Provided entries —
%%

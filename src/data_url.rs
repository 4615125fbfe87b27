//! `data:` URL encoding for imported images

use base64::{Engine as _, engine::general_purpose::STANDARD as BASE64_STANDARD};
use percent_encoding::percent_decode_str;

#[derive(Debug, Clone, PartialEq, Eq)]
pub struct DataUrl {
    pub mime: String,
    pub bytes: Vec<u8>,
}

/// Build a base64 data URL
pub fn encode(mime: &str, bytes: &[u8]) -> String {
    format!("data:{mime};base64,{}", BASE64_STANDARD.encode(bytes))
}

pub fn is_data_url(url: &str) -> bool {
    url.starts_with("data:")
}

/// Split a data URL into MIME type and payload.
/// Handles both base64 and percent-encoded payloads.
pub fn decode(url: &str) -> Option<DataUrl> {
    let rest = url.strip_prefix("data:")?;
    let (header, payload) = rest.split_once(',')?;

    let mut params = header.split(';');
    let mime = match params.next() {
        Some("") | None => "text/plain".to_string(),
        Some(mime) => mime.to_ascii_lowercase(),
    };
    let is_base64 = params.any(|p| p.eq_ignore_ascii_case("base64"));

    let bytes = if is_base64 {
        BASE64_STANDARD.decode(payload.trim()).ok()?
    } else {
        // Malformed escapes such as `%zz` pass through literally
        percent_decode_str(payload).collect()
    };

    Some(DataUrl { mime, bytes })
}
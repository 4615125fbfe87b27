use eframe::egui;

use border_avatar::editor::form::{QuickParams, format_number, parse_number};
use border_avatar::i18n::{Label, Language};

use crate::gui::constants::*;

/// Quick parameter fields. Edits a copy and returns it when anything changed.
pub fn ui(ui: &mut egui::Ui, current: &QuickParams, lang: Language) -> Option<QuickParams> {
    let mut params = current.clone();
    let mut changed = false;

    ui.group(|ui| {
        ui.label(egui::RichText::new(Label::QuickParams.text(lang)).strong());
        ui.add_space(ITEM_SPACING);

        egui::Grid::new("quick_params_grid")
            .num_columns(3)
            .spacing([ITEM_SPACING, ITEM_SPACING])
            .show(ui, |ui| {
                changed |= numeric_row(ui, Label::AvatarScale.text(lang), &mut params.avatar_scale, SCALE_SLIDER_RANGE, 0.01);
                changed |= numeric_row(ui, Label::TopOffset.text(lang), &mut params.top_offset_ratio, OFFSET_SLIDER_RANGE, 0.01);
                changed |= numeric_row(ui, Label::LeftOffset.text(lang), &mut params.left_offset_ratio, OFFSET_SLIDER_RANGE, 0.01);
                changed |= numeric_row(ui, Label::Rotate.text(lang), &mut params.rotate, ROTATE_SLIDER_RANGE, 1.0);

                ui.label(Label::BorderRadius.text(lang));
                let edit = egui::TextEdit::singleline(&mut params.border_radius).desired_width(FIELD_WIDTH / 2.0);
                if ui.add(edit).changed() {
                    changed = true;
                }
                ui.end_row();
            });

        if params.outside_recommended() {
            ui.colored_label(TOAST_WARNING, Label::OutsideRecommended.text(lang));
        }
    });

    changed.then_some(params)
}

/// Text field plus slider bound to the same value.
/// The text stays authoritative so unparseable input survives until fixed.
fn numeric_row(
    ui: &mut egui::Ui,
    label: &str,
    text: &mut String,
    range: std::ops::RangeInclusive<f64>,
    step: f64,
) -> bool {
    let mut changed = false;

    ui.label(label);
    if ui
        .add(egui::TextEdit::singleline(text).desired_width(FIELD_WIDTH / 2.0))
        .changed()
    {
        changed = true;
    }

    let mut value = parse_number(text).unwrap_or(0.0);
    let slider = egui::Slider::new(&mut value, range).step_by(step).show_value(false);
    if ui.add(slider).changed() {
        *text = format_number(round_to_step(value, step));
        changed = true;
    }
    ui.end_row();

    changed
}

/// Drop float noise from slider values (0.35000000000000003 -> 0.35)
fn round_to_step(value: f64, step: f64) -> f64 {
    let decimals = (-step.log10()).ceil().max(0.0) as i32;
    let factor = 10f64.powi(decimals);
    (value * factor).round() / factor
}

#[cfg(test)]
mod tests {
    use super::*;

    #[test]
    fn test_round_to_step() {
        assert_eq!(round_to_step(0.35000000000000003, 0.01), 0.35);
        assert_eq!(round_to_step(-0.2049, 0.01), -0.2);
        assert_eq!(round_to_step(44.6, 1.0), 45.0);
    }
}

%%

Exercise objective — Every line above with the word "bytes" is to be copied out.

Output below —
    pub bytes: Vec<u8>,
pub fn encode(mime: &str, bytes: &[u8]) -> String {
    format!("data:{mime};base64,{}", BASE64_STANDARD.encode(bytes))
    let bytes = if is_base64 {
    Some(DataUrl { mime, bytes })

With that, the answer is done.